For a long time, scientists have known that much of the DNA within any given organism’s genome does not code for functional molecules or protein. However, recent research has found that these genetic sequences, misnamed “junk” DNA in the past, often do have functional significance.
These introns are no exception. Now known to play a role in gene expression, introns are the portion of gene sequences that are removed or spliced out of RNA before genes are translated into protein. When eukaryotes first diverged from bacteria, there was a massive invasion of introns into the genome. All living eukaryotes — from yeast to mammals — share this common ancestor, and whereas simple organisms such as yeast have eliminated most of their introns, organisms such as mammals have considerably expanded their intron inventory. Humans have more than 200,000 introns that take up about 40 percent of the genome.
In the current paper, Stevens and co-author Sujin Lee, a former graduate student in cellular and molecular biology at UT Austin, used a new reporter assay to directly detect the loss and gain of introns in budding yeast (Saccharomyces cerevisiae). The team tested nearly a half trillion yeast and found only two instances in which an intron was added to a new gene. The proposed mechanism for this addition is a reversal of a splicing reaction.
Normally, to make proteins, RNA is read from the instructions in DNA, and the introns are spliced out. But in these two instances, the cell allowed the spliced out introns to make it back into a different RNA and was recombined back into the genome, thus creating a permanent genetic change. These are called intron gains, and if these accumulate over time, they can contribute to the development of new species as well as human disease.
“We showed in this project that introns continue to be gained, although infrequently at any point in time,” says Stevens. “But can introns drive evolution? If these sequences give organisms a selective advantage and become fixed in a population, others have shown that it can be a major factor in the creation of new species.”

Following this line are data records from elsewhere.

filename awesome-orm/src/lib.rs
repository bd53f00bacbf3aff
//! # awesome-orm
//!
//! A lightweight async ORM for small web applications, built on top of sqlx.
//!
//! Models are plain structs deriving [`Model`]. Registration happens once per
//! type and pre-computes the select, insert, update and delete statements;
//! finders and mutators then run those statements through a pooled
//! [`Database`] handle that is passed in explicitly.
//!
//! ```rust,ignore
//! use awesome_orm::{create_pool, FindAll, Model, PoolConfig};
//!
//! #[derive(Model, Debug, Clone)]
//! #[orm(table = "users")]
//! struct User {
//!     #[orm(primary_key, ddl = "varchar(50)")]
//!     id: String,
//!     #[orm(ddl = "varchar(50)")]
//!     email: String,
//!     admin: Option<bool>,
//!     name: String,
//! }
//!
//! let db = create_pool(&PoolConfig::new("www-data", "www-data", "awesome")).await?;
//!
//! let mut user = User { id: "u1".into(), email: "test@example.com".into(), admin: None, name: "Test".into() };
//! user.save(&db).await?;
//!
//! let found = User::find(&db, "u1").await?;
//! let admins = User::find_all(&db, FindAll::new().filter("`admin`=?", [true]).limit(10)).await?;
//! let total = User::find_number(&db, "count(`id`)", None, &[]).await?;
//! ```

pub mod config;
pub mod database;
pub mod error;
pub mod field;
pub mod model;
pub mod query;
pub mod row;
pub mod value;

pub use awesome_orm_macro::Model;

pub use config::PoolConfig;
pub use database::{create_pool, Database, DatabaseBuilder, Drivers, Executor, Pool};
pub use error::{ConfigError, Error};
pub use field::{Field, FieldDefault, FieldKind};
pub use model::{Model, ModelMeta, NUMBER_ALIAS};
pub use query::{FindAll, Limit};
pub use row::Row;
pub use value::{FromValue, Value};
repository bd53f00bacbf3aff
pub mod pages;
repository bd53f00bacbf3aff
mod handlers;
mod server;

#[tokio::main]
async fn main() -> Result<(), Box<dyn std::error::Error>> {
	dotenvy::dotenv().ok();
	env_logger::init();

	server::start_http().await?;
	Ok(())
}
use syn::{GenericArgument, PathArguments, Type};

/// Field flavor chosen for a member type.
#[derive(Debug, Clone, Copy, PartialEq, Eq)]
pub enum Flavor {
    String,
    Integer,
    Boolean,
    Float,
    Text,
}

impl Flavor {
    /// Name of the `Field` constructor for this flavor.
    pub fn constructor(self) -> &'static str {
        match self {
            Flavor::String => "string",
            Flavor::Integer => "integer",
            Flavor::Boolean => "boolean",
            Flavor::Float => "float",
            Flavor::Text => "text",
        }
    }

    pub fn can_be_primary_key(self) -> bool {
        !matches!(self, Flavor::Boolean | Flavor::Text)
    }
}

/// Maps a Rust member type to its field flavor.
///
/// Returns a tuple containing:
/// 1. The flavor (`String` for anything not numeric or boolean).
/// 2. A boolean indicating if the type is optional (`Option<T>`).
pub fn rust_type_to_flavor(ty: &Type) -> (Flavor, bool) {
    if let Type::Path(type_path) = ty {
        if let Some(segment) = type_path.path.segments.last() {
            let type_name = segment.ident.to_string();

            // Option<T> is the only way a member can be unset
            if type_name == "Option" {
                if let PathArguments::AngleBracketed(args) = &segment.arguments {
                    if let Some(GenericArgument::Type(inner_ty)) = args.args.first() {
                        let (inner, _ignored_optional) = rust_type_to_flavor(inner_ty);
                        return (inner, true);
                    }
                }
            }

            let flavor = match type_name.as_str() {
                "i8" | "i16" | "i32" | "i64" | "u8" | "u16" | "u32" => Flavor::Integer,
                "bool" => Flavor::Boolean,
                "f32" | "f64" => Flavor::Float,
                _ => Flavor::String,
            };
            return (flavor, false);
        }
    }
    (Flavor::String, false)
}

#[cfg(test)]
mod tests {
    use super::*;
    use syn::parse_quote;

    #[test]
    fn scalars_map_to_their_flavor() {
        assert_eq!(rust_type_to_flavor(&parse_quote!(i64)), (Flavor::Integer, false));
        assert_eq!(rust_type_to_flavor(&parse_quote!(bool)), (Flavor::Boolean, false));
        assert_eq!(rust_type_to_flavor(&parse_quote!(f64)), (Flavor::Float, false));
        assert_eq!(rust_type_to_flavor(&parse_quote!(String)), (Flavor::String, false));
        assert_eq!(rust_type_to_flavor(&parse_quote!(uuid::Uuid)), (Flavor::String, false));
    }

    #[test]
    fn options_are_unwrapped() {
        assert_eq!(rust_type_to_flavor(&parse_quote!(Option<f32>)), (Flavor::Float, true));
        assert_eq!(rust_type_to_flavor(&parse_quote!(std::option::Option<String>)), (Flavor::String, true));
    }
}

These evolutionary advances come at a cost, however, because diseases such as cancer correlate with the improper removal of introns from RNA. Stevens adds, “We are continuing this work to further understand how this process impacts our genetic history, our future, and the prospects of curing disease.”
The Department of Molecular Biosciences at The University of Texas at Austin funded this research. Screening was assisted by students in the Vertebrate Interactome Stream of the UT Freshman Research Initiative.